Using the records below, transcribe word for word the stretch from the line that contains "and environment parsing" through the line that contains "pub mod commands;", both end lines included, and nothing else.

──────────────────────────────

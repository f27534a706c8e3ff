//! Command line front end for the starbit codecs.
//!
//! The `starbit` binary is a thin wrapper around this library:
//! - `config`: argument and environment parsing
//! - `commands`: one function per subcommand
//! - `search`: multi-threaded search across a directory of archives
//!
//! # Example
//!
//! ```no_run
//! use starbit_cli::{CliConfig, commands};
//! use std::sync::atomic::AtomicBool;
//!
//! fn main() -> anyhow::Result<()> {
//!     let config = CliConfig::from_args();
//!     config.validate()?;
//!
//!     let stop = AtomicBool::new(false);
//!     commands::run(&config, &stop, &mut std::io::stdout().lock())
//! }
//! ```

#![warn(missing_docs)]

pub mod commands;
pub mod config;
pub mod error;
pub mod search;

pub use config::{CliConfig, Command};
pub use error::{ConfigError, SearchError};
pub use search::{SearchConfig, SearchHit, SearchReport};
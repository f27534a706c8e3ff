//! Hash-bucketed label tables (LBL1 and FEN1)

use binrw::Endian;

use super::container::{put_u32, read_u32};
use super::error::{LmsError, LmsResult};

/// Bucket count used by message tables
pub const MSBT_BUCKETS: u32 = 101;

/// Bucket count used by flow graphs
pub const MSBF_BUCKETS: u32 = 59;

/// Hash a label into one of `buckets` buckets
///
/// ```
/// use starbit_formats::lms::label_hash;
///
/// assert_eq!(label_hash("A", 101), 65);
/// assert_eq!(label_hash("AB", 101), (65 * 0x492 + 66) % 101);
/// ```
pub fn label_hash(label: &str, buckets: u32) -> u32 {
    let hash = label
        .bytes()
        .fold(0u32, |hash, byte| hash.wrapping_mul(0x492).wrapping_add(u32::from(byte)));
    hash.checked_rem(buckets).unwrap_or(0)
}

/// One label and the index it names
#[derive(Debug, Clone, PartialEq, Eq)]
pub struct LabelEntry {
    /// Label text
    pub label: String,
    /// Message or node index
    pub index: u32,
}

/// Decoded label section
#[derive(Debug, Clone, PartialEq, Eq)]
pub struct LabelTable {
    /// Number of hash buckets
    pub bucket_count: u32,
    /// Labels in on-disk order
    pub entries: Vec<LabelEntry>,
}

impl LabelTable {
    /// Create an empty table
    pub const fn new(bucket_count: u32) -> Self {
        Self {
            bucket_count,
            entries: Vec::new(),
        }
    }

    /// Parse the contents of a label section
    pub fn parse(data: &[u8], endian: Endian) -> LmsResult<Self> {
        let bucket_count = read_u32(data, 0, endian).ok_or(LmsError::LabelOutOfBounds(0))?;
        let buckets_end = 4 + u64::from(bucket_count) * 8;
        if buckets_end > data.len() as u64 {
            return Err(LmsError::LabelOutOfBounds(buckets_end));
        }

        let mut entries = Vec::new();
        for bucket in 0..bucket_count as usize {
            let slot = 4 + bucket * 8;
            let count = read_u32(data, slot, endian).ok_or(LmsError::LabelOutOfBounds(slot as u64))?;
            let offset = read_u32(data, slot + 4, endian)
                .ok_or(LmsError::LabelOutOfBounds(slot as u64 + 4))?;

            let mut pos = offset as usize;
            for _ in 0..count {
                let len = *data.get(pos).ok_or(LmsError::LabelOutOfBounds(pos as u64))? as usize;
                let text = data
                    .get(pos + 1..pos + 1 + len)
                    .ok_or(LmsError::LabelOutOfBounds(pos as u64))?;
                let label = std::str::from_utf8(text)
                    .map_err(|_| LmsError::InvalidLabel(pos as u64))?
                    .to_string();
                let index = read_u32(data, pos + 1 + len, endian)
                    .ok_or(LmsError::LabelOutOfBounds((pos + 1 + len) as u64))?;

                entries.push(LabelEntry { label, index });
                pos += 1 + len + 4;
            }
        }

        Ok(Self {
            bucket_count,
            entries,
        })
    }

    /// Build the section contents
    ///
    /// Labels are grouped by bucket; within a bucket they keep the order
    /// of [`entries`](Self::entries).
    pub fn build(&self, endian: Endian) -> LmsResult<Vec<u8>> {
        if self.bucket_count == 0 {
            if self.entries.is_empty() {
                let mut output = Vec::with_capacity(4);
                put_u32(&mut output, 0, endian);
                return Ok(output);
            }
            return Err(LmsError::NoBuckets(self.entries.len()));
        }

        let mut buckets: Vec<Vec<&LabelEntry>> = vec![Vec::new(); self.bucket_count as usize];
        for entry in &self.entries {
            if entry.label.len() > usize::from(u8::MAX) {
                return Err(LmsError::LabelTooLong(entry.label.clone()));
            }
            buckets[label_hash(&entry.label, self.bucket_count) as usize].push(entry);
        }

        let mut output = Vec::new();
        put_u32(&mut output, self.bucket_count, endian);

        let mut offset = 4 + buckets.len() * 8;
        for bucket in &buckets {
            put_u32(&mut output, bucket.len() as u32, endian);
            put_u32(&mut output, to_u32(offset)?, endian);
            offset += bucket
                .iter()
                .map(|entry| 1 + entry.label.len() + 4)
                .sum::<usize>();
        }

        for entry in buckets.iter().flatten() {
            output.push(entry.label.len() as u8);
            output.extend_from_slice(entry.label.as_bytes());
            put_u32(&mut output, entry.index, endian);
        }

        Ok(output)
    }

    /// Index named by the first occurrence of `label`
    pub fn index_of(&self, label: &str) -> Option<u32> {
        self.entries
            .iter()
            .find(|entry| entry.label == label)
            .map(|entry| entry.index)
    }
}

fn to_u32(value: usize) -> LmsResult<u32> {
    u32::try_from(value).map_err(|_| LmsError::TooLarge {
        what: "label table",
        value,
    })
}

──────────────────────────────

# Reply to the task
//! - `config`: argument and environment parsing
//! - `commands`: one function per subcommand
//! - `search`: multi-threaded search across a directory of archives
//!
//! # Example
//!
//! ```no_run
//! use starbit_cli::{CliConfig, commands};
//! use std::sync::atomic::AtomicBool;
//!
//! fn main() -> anyhow::Result<()> {
//!     let config = CliConfig::from_args();
//!     config.validate()?;
//!
//!     let stop = AtomicBool::new(false);
//!     commands::run(&config, &stop, &mut std::io::stdout().lock())
//! }
//! ```

#![warn(missing_docs)]

pub mod commands;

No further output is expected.